Menurut Mardiansyah, MK memutuskan hal yang berbeda dari yang diajukan oleh Partai Buruh dan Gelora, yaitu bahwa keputusan tersebut hanya berlaku untuk partai yang tidak mendapatkan kursi. Namun, MK malah membebaskan aturan tersebut. Ini, menurutnya, menyebabkan kebingungan dalam sistem Pemilu dan menunjukkan bahwa MK terlibat dalam politik, sementara DPR RI, sebagai lembaga politik, telah meluruskan keputusan MK dengan menambahkan ketentuan bahwa keputusan tersebut hanya berlaku untuk partai yang tidak memiliki kursi parlemen.

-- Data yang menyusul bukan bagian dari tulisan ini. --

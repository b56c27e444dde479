use std::collections::HashSet;

use super::arc::{Arc, ArcIdx, LaneIdx, Row, START_ARC};
use super::oid::CommitId;

/// The two lane-indexed arc tables of a frame, kept at equal length by
/// construction. `solved` holds arcs whose parent has been found, `open`
/// holds arcs still awaiting theirs; gaps are `None`.
#[derive(Debug, Clone, Default)]
pub struct LaneTable {
    solved: Vec<Option<ArcIdx>>,
    open: Vec<Option<ArcIdx>>,
}

impl LaneTable {
    pub fn new() -> Self {
        Self::default()
    }

    /// Number of lanes currently tracked (both tables, by construction).
    pub fn lane_count(&self) -> usize {
        self.open.len()
    }

    pub fn is_empty(&self) -> bool {
        self.open.is_empty()
    }

    pub fn open_at(&self, lane: LaneIdx) -> Option<ArcIdx> {
        self.open.get(lane).copied().flatten()
    }

    pub fn solved_at(&self, lane: LaneIdx) -> Option<ArcIdx> {
        self.solved.get(lane).copied().flatten()
    }

    fn grow_to(&mut self, lane: LaneIdx) {
        if lane >= self.open.len() {
            self.open.resize(lane + 1, None);
            self.solved.resize(lane + 1, None);
        }
    }

    pub(crate) fn set_open(&mut self, lane: LaneIdx, arc: ArcIdx) {
        self.grow_to(lane);
        self.open[lane] = Some(arc);
    }

    pub(crate) fn set_solved(&mut self, lane: LaneIdx, arc: ArcIdx) {
        self.grow_to(lane);
        self.solved[lane] = Some(arc);
    }

    pub(crate) fn take_open(&mut self, lane: LaneIdx) -> Option<ArcIdx> {
        self.open.get_mut(lane).and_then(|slot| slot.take())
    }

    /// Move the open occupant of `lane` (if any) into the solved table.
    pub(crate) fn solve(&mut self, lane: LaneIdx) {
        if let Some(arc) = self.take_open(lane) {
            self.solved[lane] = Some(arc);
        }
    }

    /// Drop every solved entry. The generator calls this when a new row
    /// starts: anything solved on an earlier row is stale by then.
    pub(crate) fn clear_solved(&mut self) {
        for slot in &mut self.solved {
            *slot = None;
        }
    }

    /// Append one empty lane at the right edge and return its index.
    pub(crate) fn push_lane(&mut self) -> LaneIdx {
        self.open.push(None);
        self.solved.push(None);
        self.open.len() - 1
    }

    /// Trim lanes that are empty in both tables off the right edge, but
    /// never below `min_len` lanes.
    pub(crate) fn trim_trailing_empty(&mut self, min_len: usize) {
        while self.open.len() > min_len
            && self.open.last() == Some(&None)
            && self.solved.last() == Some(&None)
        {
            self.open.pop();
            self.solved.pop();
        }
    }

    pub(crate) fn iter_open(&self) -> impl Iterator<Item = (LaneIdx, ArcIdx)> + '_ {
        self.open
            .iter()
            .enumerate()
            .filter_map(|(lane, slot)| slot.map(|arc| (lane, arc)))
    }

    pub(crate) fn iter_solved(&self) -> impl Iterator<Item = (LaneIdx, ArcIdx)> + '_ {
        self.solved
            .iter()
            .enumerate()
            .filter_map(|(lane, slot)| slot.map(|arc| (lane, arc)))
    }

    /// A copy with every arc index passed through `map`.
    pub(crate) fn remapped(&self, map: impl Fn(ArcIdx) -> ArcIdx) -> LaneTable {
        LaneTable {
            solved: self.solved.iter().map(|slot| slot.map(&map)).collect(),
            open: self.open.iter().map(|slot| slot.map(&map)).collect(),
        }
    }
}

/// Flattened column assignment for one lane of a frame: where the lane
/// lands in the half-row above the commit and in the half-row below,
/// after hidden-only lanes have been squeezed out.
#[derive(Debug, Clone, Copy, PartialEq, Eq, Default)]
pub struct FlatLane {
    pub above: Option<usize>,
    pub below: Option<usize>,
}

/// A snapshot of graph state at one row: which arcs are open, which were
/// solved at this row, and where playback would resume in the arc chain.
///
/// Frames do not own arcs; lane tables hold indices into the owning
/// graph's arena, so every query takes the arena slice.
#[derive(Debug, Clone)]
pub struct Frame {
    /// Row this frame represents.
    pub row: Row,
    /// Commit occupying this row.
    pub commit: CommitId,
    pub(crate) lanes: LaneTable,
    /// Most recently created arc at the time of this frame.
    pub(crate) last_arc: ArcIdx,
}

impl Frame {
    /// The synthetic frame above all history, anchored at the chain
    /// sentinel.
    pub(crate) fn bootstrap() -> Self {
        Self {
            row: -1,
            commit: CommitId::Top,
            lanes: LaneTable::new(),
            last_arc: START_ARC,
        }
    }

    pub fn lanes(&self) -> &LaneTable {
        &self.lanes
    }

    /// Arcs whose parent is this frame's commit (they end at this row).
    pub fn arcs_closed_by_commit<'a>(&self, arcs: &'a [Arc]) -> Vec<&'a Arc> {
        let mut found = Vec::new();
        for lane in 0..self.lanes.lane_count() {
            for idx in [self.lanes.solved_at(lane), self.lanes.open_at(lane)] {
                if let Some(idx) = idx {
                    let arc = &arcs[idx];
                    if arc.closed_at == Some(self.row) && !arc.is_parentless_commit() {
                        found.push(arc);
                    }
                }
            }
        }
        found
    }

    /// Arcs opened by this frame's commit (they start at this row).
    pub fn arcs_opened_by_commit<'a>(&self, arcs: &'a [Arc]) -> Vec<&'a Arc> {
        self.lanes
            .iter_open()
            .map(|(_, idx)| &arcs[idx])
            .filter(|arc| arc.opened_at == self.row)
            .collect()
    }

    /// Arcs that neither start nor end here but run through this row.
    pub fn arcs_passing_by_commit<'a>(&self, arcs: &'a [Arc]) -> Vec<&'a Arc> {
        self.lanes
            .iter_open()
            .map(|(_, idx)| &arcs[idx])
            .filter(|arc| {
                arc.opened_at < self.row
                    && !arc.is_stale(self.row)
                    && arc.closed_at != Some(self.row)
            })
            .collect()
    }

    /// The lane this frame's commit visually occupies.
    ///
    /// When the commit both closes and opens arcs on this row, the larger
    /// of the two leftmost candidate lanes wins. A commit with neither
    /// falls back to its stub arc.
    pub fn home_lane(&self, arcs: &[Arc]) -> Option<LaneIdx> {
        let leftmost_closed = self
            .arcs_closed_by_commit(arcs)
            .iter()
            .map(|arc| arc.lane)
            .min();
        let leftmost_opened = self
            .arcs_opened_by_commit(arcs)
            .iter()
            .map(|arc| arc.lane)
            .min();
        match (leftmost_closed, leftmost_opened) {
            (Some(c), Some(o)) => Some(c.max(o)),
            (Some(c), None) => Some(c),
            (None, Some(o)) => Some(o),
            (None, None) => {
                let anchor = &arcs[self.last_arc];
                if anchor.is_parentless_commit()
                    && anchor.opened_at == self.row
                    && anchor.opened_by == self.commit
                {
                    return Some(anchor.lane);
                }
                // A commit that only merged into existing arcs sits on
                // the lane of the lowest junction it produced.
                self.lanes
                    .iter_open()
                    .map(|(_, idx)| &arcs[idx])
                    .filter(|arc| {
                        arc.junction_at(self.row)
                            .is_some_and(|j| j.joined_by == self.commit)
                    })
                    .map(|arc| arc.lane)
                    .min()
            }
        }
    }

    /// A normalized value copy: open entries whose arc closed at this row
    /// become solved, anything closed above this row is dropped from both
    /// tables, and trailing empty lanes are trimmed. The only sanctioned
    /// way to take a keyframe-worthy snapshot.
    pub(crate) fn clean_copy(&self, arcs: &[Arc]) -> Frame {
        let mut lanes = LaneTable::new();
        for (lane, idx) in self.lanes.iter_open() {
            let arc = &arcs[idx];
            match arc.closed_at {
                Some(c) if c < self.row => {}
                Some(c) if c == self.row => lanes.set_solved(lane, idx),
                _ => lanes.set_open(lane, idx),
            }
        }
        for (lane, idx) in self.lanes.iter_solved() {
            if arcs[idx].closed_at == Some(self.row) {
                lanes.set_solved(lane, idx);
            }
        }
        lanes.trim_trailing_empty(0);
        Frame {
            row: self.row,
            commit: self.commit.clone(),
            lanes,
            last_arc: self.last_arc,
        }
    }

    /// Open-lane entry that still carries forward-looking information at
    /// this frame's row (not closed at or above it), or `None`.
    pub(crate) fn live_open_at(&self, lane: LaneIdx, arcs: &[Arc]) -> Option<ArcIdx> {
        self.lanes
            .open_at(lane)
            .filter(|&idx| arcs[idx].closed_at.map_or(true, |c| c > self.row))
    }

    /// Whether this frame and `peer` agree on every lane that is still
    /// open looking downward. Solved arcs are ignored: they carry no
    /// forward-looking information. Used to detect the splice equilibrium.
    pub(crate) fn is_equilibrium_reached(
        &self,
        arcs: &[Arc],
        peer: &Frame,
        peer_arcs: &[Arc],
    ) -> bool {
        let lanes = self.lanes.lane_count().max(peer.lanes.lane_count());
        for lane in 0..lanes {
            let a = self.live_open_at(lane, arcs).map(|idx| &arcs[idx]);
            let b = peer.live_open_at(lane, peer_arcs).map(|idx| &peer_arcs[idx]);
            let matches = match (a, b) {
                (None, None) => true,
                (Some(a), Some(b)) => a.opened_by == b.opened_by && a.closed_by == b.closed_by,
                _ => false,
            };
            if !matches {
                return false;
            }
        }
        true
    }

    /// Structural equality of two frames, comparing arcs by content
    /// rather than by arena index.
    pub(crate) fn same_content(&self, arcs: &[Arc], other: &Frame, other_arcs: &[Arc]) -> bool {
        fn arc_eq(a: Option<&Arc>, b: Option<&Arc>) -> bool {
            match (a, b) {
                (None, None) => true,
                (Some(a), Some(b)) => {
                    a.opened_at == b.opened_at
                        && a.closed_at == b.closed_at
                        && a.lane == b.lane
                        && a.opened_by == b.opened_by
                        && a.closed_by == b.closed_by
                }
                _ => false,
            }
        }
        if self.row != other.row || self.commit != other.commit {
            return false;
        }
        let lanes = self.lanes.lane_count().max(other.lanes.lane_count());
        for lane in 0..lanes {
            let open_a = self.lanes.open_at(lane).map(|i| &arcs[i]);
            let open_b = other.lanes.open_at(lane).map(|i| &other_arcs[i]);
            let solved_a = self.lanes.solved_at(lane).map(|i| &arcs[i]);
            let solved_b = other.lanes.solved_at(lane).map(|i| &other_arcs[i]);
            if !arc_eq(open_a, open_b) || !arc_eq(solved_a, solved_b) {
                return false;
            }
        }
        true
    }

    /// A copy with every arc index passed through `map`, for moving a
    /// frame into another graph's arena.
    pub(crate) fn remapped(&self, map: impl Fn(ArcIdx) -> ArcIdx) -> Frame {
        Frame {
            row: self.row,
            commit: self.commit.clone(),
            lanes: self.lanes.remapped(&map),
            last_arc: map(self.last_arc),
        }
    }

    /// True when every arc this frame retains, including its chain
    /// anchor, was opened at or below `row`. Frames failing this are
    /// invalidated when history above `row` is rewritten.
    pub(crate) fn is_independent_of_rows_above(&self, row: Row, arcs: &[Arc]) -> bool {
        if self.last_arc != START_ARC && arcs[self.last_arc].opened_at < row {
            return false;
        }
        self.lanes
            .iter_open()
            .chain(self.lanes.iter_solved())
            .all(|(_, idx)| arcs[idx].opened_at >= row)
    }

    /// Per-lane column remap for rendering, with hidden-only lanes
    /// squeezed out so filtered branches leave no gaps. Columns are
    /// assigned independently for the half-row above the commit and the
    /// half-row below; returns the remap and the max column count.
    pub fn flatten_lanes(
        &self,
        arcs: &[Arc],
        hidden: &HashSet<CommitId>,
    ) -> (Vec<FlatLane>, usize) {
        let lane_count = self.lanes.lane_count();
        let mut remap = vec![FlatLane::default(); lane_count];
        let mut above_cols = 0;
        let mut below_cols = 0;
        for (lane, flat) in remap.iter_mut().enumerate() {
            let mut above = false;
            let mut below = false;
            for idx in [self.lanes.solved_at(lane), self.lanes.open_at(lane)] {
                let Some(idx) = idx else { continue };
                let arc = &arcs[idx];
                if arc.is_stale(self.row)
                    || (hidden.contains(&arc.opened_by) && hidden.contains(&arc.closed_by))
                {
                    continue;
                }
                above |= arc.opened_at < self.row;
                below |= arc.closed_at.map_or(true, |c| c > self.row);
            }
            if above {
                flat.above = Some(above_cols);
                above_cols += 1;
            }
            if below {
                flat.below = Some(below_cols);
                below_cols += 1;
            }
        }
        (remap, above_cols.max(below_cols))
    }
}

Mardiansyah menilai bahwa langkah DPR RI adalah tindakan yang tepat dan benar, karena mereka meluruskan permasalahan yang ditimbulkan oleh keputusan MK. Sementara itu, MK seharusnya tidak terlibat dalam politik, sedangkan DPR RI, sebagai lembaga politik, memang sewajarnya melakukan tindakan politik sesuai dengan kepentingannya. Ia berpendapat bahwa keputusan MK yang memicu reaksi ini telah dimanfaatkan oleh partai besar untuk menyebarluaskan ketidakpuasan mereka kepada masyarakat melalui simbol Garuda Biru, yang seolah-olah menjadi suara aspirasi rakyat.

Dia juga menilai bahwa respons dari kelompok yang merasa dirugikan oleh keputusan Baleg DPR RI merupakan upaya untuk membentuk sentimen perlawanan terhadap Presiden Jokowi dan Prabowo beserta koalisinya. Mardiansyah yakin bahwa masyarakat Indonesia mampu membedakan dan tidak akan terpengaruh oleh kepentingan politik kelompok tertentu. Ia berharap agar semua pihak menghargai kewenangan masing-masing lembaga dan tidak melakukan perlawanan jalanan hanya karena ketidakcocokan kepentingan.

Sebagai aktivis 98, Mardiansyah merasa aneh jika MK yang terlibat dalam politik dipertahankan secara ekstrem, sementara DPR RI, yang seharusnya berpolitik, malah dihujat. Menurutnya, hal ini merusak logika dan menunjukkan adanya kepentingan politik semata. (AD)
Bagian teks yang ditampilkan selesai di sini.